Nessas horas eu me lembro do quanto te desejei.
Os telhados molhados, as frases feitas de amor,
o desconhecido, as luzes distantes;
evito clichês, repetições, casos vãos e vazios,
promessas nunca cumpridas e fugas impossíveis.
Sei muito bem do que não sou capaz.
Dessa atmosfera saudosista, surge seu rosto
em alguma nuvem do passado.
Quando, enfim, te vi endiabrada
pelo reflexo simplificado
de situações menos complicadas
ao longo dos anos que passariam
sem você, ou a mera expectativa,
bastando você; mas não era,
e mesmo precisei que não fosse.
Tá garantida nossa dívida.
E minha poesia já não leva seu nome,
sua música não toca na rádio,
o teatro sem público,
a publicidade sem produto,
e nossos filmes estão anacrônicos.
Nós morremos numa manhã chuvosa
como essa, numa tarde...
E noutra tarde nós morremos,
mas é de dor barata, infantil,
sem profundidade, sem adequação.
Não tive filho.

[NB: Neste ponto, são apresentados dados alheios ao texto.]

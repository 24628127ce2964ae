//! # redb-backed Triple Storage
//!
//! A disk-backed triple store using the redb embedded database.
//!
//! - ACID transactions: every `WriteBatch` is one write transaction
//! - Crash safety (copy-on-write B-trees)
//! - MVCC (concurrent readers, single writer)
//!
//! Rows of all scopes share one table keyed by `(scope_key, row_id)`, so a
//! scope is read with a single range scan.

use super::{
    BatchOutcome, ScopeWriter, StoredTriple, TripleRow, TripleStore, WriteBatch, free_index_in,
    live_rows, subject_uri, tagged_rows,
};
use crate::{Namespace, RatioError, RecordId, RecordInfo, Scope, Term};
use redb::{Database, ReadableDatabase, ReadableTable, ReadableTableMetadata, TableDefinition};
use std::collections::{BTreeMap, BTreeSet};
use std::path::Path;
use tracing::debug;

/// Table for triples: (scope_key, row_id) -> postcard `TripleRow`
const TRIPLES: TableDefinition<(u64, u64), &[u8]> = TableDefinition::new("triples");

/// Table for namespace bindings: prefix -> uri
const NAMESPACES: TableDefinition<&str, &str> = TableDefinition::new("namespaces");

/// Table for the record catalog: record id -> postcard `RecordInfo`
const RECORDS: TableDefinition<u64, &[u8]> = TableDefinition::new("records");

/// Table for identities: name -> uri
const IDENTITIES: TableDefinition<&str, &str> = TableDefinition::new("identities");

/// Table for metadata: key string -> value u64
const METADATA: TableDefinition<&str, u64> = TableDefinition::new("metadata");

const NEXT_ROW_ID: &str = "next_row_id";
const NEXT_RECORD_ID: &str = "next_record_id";

fn io_err(e: impl std::fmt::Display) -> RatioError {
    RatioError::IoError(e.to_string())
}

fn encode_info(info: &RecordInfo) -> Result<Vec<u8>, RatioError> {
    postcard::to_stdvec(info).map_err(|e| RatioError::SerializationError(e.to_string()))
}

/// Rows of one scope, keyed by row id.
fn scope_rows<T>(table: &T, scope: Scope) -> Result<BTreeMap<u64, TripleRow>, RatioError>
where
    T: ReadableTable<(u64, u64), &'static [u8]>,
{
    let key = scope.key();
    let mut rows = BTreeMap::new();
    for entry in table
        .range((key, 0u64)..=(key, u64::MAX))
        .map_err(io_err)?
    {
        let (k, v) = entry.map_err(io_err)?;
        let (_, row_id) = k.value();
        rows.insert(row_id, TripleRow::decode(v.value())?);
    }
    Ok(rows)
}

/// A disk-backed triple store using redb.
pub struct RedbTripleStore {
    /// The redb database handle.
    db: Database,
}

impl std::fmt::Debug for RedbTripleStore {
    fn fmt(&self, f: &mut std::fmt::Formatter<'_>) -> std::fmt::Result {
        f.debug_struct("RedbTripleStore")
            .field("rows", &self.row_count().unwrap_or(0))
            .finish_non_exhaustive()
    }
}

impl RedbTripleStore {
    /// Open or create a triple database at the given path.
    pub fn open(path: impl AsRef<Path>) -> Result<Self, RatioError> {
        let db = Database::create(path.as_ref()).map_err(io_err)?;

        // Initialize tables if they don't exist
        {
            let write_txn = db.begin_write().map_err(io_err)?;
            let _ = write_txn.open_table(TRIPLES).map_err(io_err)?;
            let _ = write_txn.open_table(NAMESPACES).map_err(io_err)?;
            let _ = write_txn.open_table(RECORDS).map_err(io_err)?;
            let _ = write_txn.open_table(IDENTITIES).map_err(io_err)?;
            let _ = write_txn.open_table(METADATA).map_err(io_err)?;
            write_txn.commit().map_err(io_err)?;
        }

        Ok(Self { db })
    }

    /// Total number of rows over all scopes, tombstoned ones included.
    pub fn row_count(&self) -> Result<u64, RatioError> {
        let read_txn = self.db.begin_read().map_err(io_err)?;
        let table = read_txn.open_table(TRIPLES).map_err(io_err)?;
        table.len().map_err(io_err)
    }

    /// Compact the database file.
    pub fn compact(&mut self) -> Result<(), RatioError> {
        self.db.compact().map_err(io_err)?;
        Ok(())
    }

    fn read_scope(&self, scope: Scope) -> Result<BTreeMap<u64, TripleRow>, RatioError> {
        let read_txn = self.db.begin_read().map_err(io_err)?;
        let table = read_txn.open_table(TRIPLES).map_err(io_err)?;
        scope_rows(&table, scope)
    }
}

impl TripleStore for RedbTripleStore {
    fn triples(&self, scope: Scope) -> Result<Vec<StoredTriple>, RatioError> {
        live_rows(self.read_scope(scope)?.values())
    }

    fn tombstoned(&self, scope: Scope, tag: &str) -> Result<Vec<StoredTriple>, RatioError> {
        tagged_rows(self.read_scope(scope)?.values(), tag)
    }

    fn free_index(
        &self,
        scope: Scope,
        subject: &Term,
        predicate: &Term,
    ) -> Result<u64, RatioError> {
        let rows = self.read_scope(scope)?;
        Ok(free_index_in(
            rows.values(),
            &subject.to_n3(),
            &predicate.to_n3(),
        ))
    }

    fn apply(&mut self, scope: Scope, batch: &WriteBatch) -> Result<BatchOutcome, RatioError> {
        if batch.is_empty() {
            return Ok(BatchOutcome::default());
        }

        let write_txn = self.db.begin_write().map_err(io_err)?;
        let outcome = {
            let mut triples = write_txn.open_table(TRIPLES).map_err(io_err)?;
            let mut meta = write_txn.open_table(METADATA).map_err(io_err)?;

            let mut next_row_id = meta
                .get(NEXT_ROW_ID)
                .map_err(io_err)?
                .map(|v| v.value())
                .unwrap_or(0);
            let mut rows = scope_rows(&triples, scope)?;

            let mut writer = ScopeWriter::new(&mut rows, &mut next_row_id);
            let outcome = writer.apply(batch)?;
            let touched = std::mem::take(&mut writer.touched);
            let removed = std::mem::take(&mut writer.removed);

            for row_id in &removed {
                triples
                    .remove((scope.key(), *row_id))
                    .map_err(io_err)?;
            }
            for row_id in &touched {
                if let Some(row) = rows.get(row_id) {
                    let bytes = row.encode()?;
                    triples
                        .insert((scope.key(), *row_id), bytes.as_slice())
                        .map_err(io_err)?;
                }
            }
            meta.insert(NEXT_ROW_ID, next_row_id).map_err(io_err)?;

            debug!(
                scope = scope.key(),
                written = touched.len(),
                removed = removed.len(),
                "applied write batch"
            );
            outcome
        };
        write_txn.commit().map_err(io_err)?;

        Ok(outcome)
    }

    fn replace(
        &mut self,
        scope: Scope,
        rows: &[StoredTriple],
        namespaces: Option<&[Namespace]>,
    ) -> Result<(), RatioError> {
        let write_txn = self.db.begin_write().map_err(io_err)?;
        {
            let mut triples = write_txn.open_table(TRIPLES).map_err(io_err)?;
            let mut meta = write_txn.open_table(METADATA).map_err(io_err)?;

            let old: Vec<u64> = scope_rows(&triples, scope)?.into_keys().collect();
            for row_id in old {
                triples
                    .remove((scope.key(), row_id))
                    .map_err(io_err)?;
            }

            let mut next_row_id = meta
                .get(NEXT_ROW_ID)
                .map_err(io_err)?
                .map(|v| v.value())
                .unwrap_or(0);
            for row in rows {
                let bytes = TripleRow::from_stored(row).encode()?;
                triples
                    .insert((scope.key(), next_row_id), bytes.as_slice())
                    .map_err(io_err)?;
                next_row_id += 1;
            }
            meta.insert(NEXT_ROW_ID, next_row_id).map_err(io_err)?;

            if let Some(namespaces) = namespaces {
                let mut table = write_txn.open_table(NAMESPACES).map_err(io_err)?;
                let mut bound = Vec::new();
                for entry in table.iter().map_err(io_err)? {
                    let (prefix, _) = entry.map_err(io_err)?;
                    bound.push(prefix.value().to_string());
                }
                for prefix in &bound {
                    table.remove(prefix.as_str()).map_err(io_err)?;
                }
                for ns in namespaces {
                    table
                        .insert(ns.prefix.as_str(), ns.uri.as_str())
                        .map_err(io_err)?;
                }
            }
        }
        write_txn.commit().map_err(io_err)?;
        Ok(())
    }

    fn namespaces(&self) -> Result<Vec<Namespace>, RatioError> {
        let read_txn = self.db.begin_read().map_err(io_err)?;
        let table = read_txn.open_table(NAMESPACES).map_err(io_err)?;
        let mut out = Vec::new();
        for entry in table.iter().map_err(io_err)? {
            let (prefix, uri) = entry.map_err(io_err)?;
            out.push(Namespace::new(prefix.value(), uri.value()));
        }
        Ok(out)
    }

    fn used_subjects(&self) -> Result<BTreeSet<String>, RatioError> {
        let read_txn = self.db.begin_read().map_err(io_err)?;
        let mut used = BTreeSet::new();

        let triples = read_txn.open_table(TRIPLES).map_err(io_err)?;
        for entry in triples.iter().map_err(io_err)? {
            let (_, v) = entry.map_err(io_err)?;
            if let Some(uri) = subject_uri(&TripleRow::decode(v.value())?) {
                used.insert(uri);
            }
        }

        let identities = read_txn.open_table(IDENTITIES).map_err(io_err)?;
        for entry in identities.iter().map_err(io_err)? {
            let (_, uri) = entry.map_err(io_err)?;
            used.insert(uri.value().to_string());
        }
        Ok(used)
    }

    fn create_record(&mut self, name: &str) -> Result<RecordId, RatioError> {
        let bytes = encode_info(&RecordInfo::new(name))?;

        let write_txn = self.db.begin_write().map_err(io_err)?;
        let id = {
            let mut meta = write_txn.open_table(METADATA).map_err(io_err)?;
            let id = meta
                .get(NEXT_RECORD_ID)
                .map_err(io_err)?
                .map(|v| v.value())
                .unwrap_or(1);
            meta.insert(NEXT_RECORD_ID, id + 1).map_err(io_err)?;

            let mut records = write_txn.open_table(RECORDS).map_err(io_err)?;
            records.insert(id, bytes.as_slice()).map_err(io_err)?;
            id
        };
        write_txn.commit().map_err(io_err)?;
        Ok(RecordId(id))
    }

    fn update_record(&mut self, id: RecordId, info: &RecordInfo) -> Result<(), RatioError> {
        let bytes = encode_info(info)?;
        let write_txn = self.db.begin_write().map_err(io_err)?;
        {
            let mut records = write_txn.open_table(RECORDS).map_err(io_err)?;
            if records.get(id.0).map_err(io_err)?.is_none() {
                return Err(RatioError::RecordNotFound(id));
            }
            records.insert(id.0, bytes.as_slice()).map_err(io_err)?;
        }
        write_txn.commit().map_err(io_err)?;
        Ok(())
    }

    fn record(&self, id: RecordId) -> Result<Option<RecordInfo>, RatioError> {
        let read_txn = self.db.begin_read().map_err(io_err)?;
        let table = read_txn.open_table(RECORDS).map_err(io_err)?;
        match table.get(id.0).map_err(io_err)? {
            Some(bytes) => postcard::from_bytes(bytes.value())
                .map(Some)
                .map_err(|e| RatioError::DeserializationError(e.to_string())),
            None => Ok(None),
        }
    }

    fn records(&self) -> Result<Vec<(RecordId, RecordInfo)>, RatioError> {
        let read_txn = self.db.begin_read().map_err(io_err)?;
        let table = read_txn.open_table(RECORDS).map_err(io_err)?;
        let mut out = Vec::new();
        for entry in table.iter().map_err(io_err)? {
            let (id, bytes) = entry.map_err(io_err)?;
            let info: RecordInfo = postcard::from_bytes(bytes.value())
                .map_err(|e| RatioError::DeserializationError(e.to_string()))?;
            out.push((RecordId(id.value()), info));
        }
        Ok(out)
    }

    fn register_identity(&mut self, name: &str, uri: &str) -> Result<(), RatioError> {
        let write_txn = self.db.begin_write().map_err(io_err)?;
        {
            let mut table = write_txn.open_table(IDENTITIES).map_err(io_err)?;
            table.insert(name, uri).map_err(io_err)?;
        }
        write_txn.commit().map_err(io_err)?;
        Ok(())
    }

    fn identities(&self) -> Result<Vec<(String, String)>, RatioError> {
        let read_txn = self.db.begin_read().map_err(io_err)?;
        let table = read_txn.open_table(IDENTITIES).map_err(io_err)?;
        let mut out = Vec::new();
        for entry in table.iter().map_err(io_err)? {
            let (name, uri) = entry.map_err(io_err)?;
            out.push((name.value().to_string(), uri.value().to_string()));
        }
        Ok(out)
    }
}

// =============================================================================
// TESTS
// =============================================================================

Seu filho não é meu filho.
Suas linhas não me conduzem,
não me induzem a nada, nem ao erro,
porque as falhas são também filhas da solidão
de uma manhã chuvosa como essa.
Então me explica o diafragma
que controla toda sua lástima,
já que me abstenho.
Sem mais mentiras,
doces mentiras,
sem mais.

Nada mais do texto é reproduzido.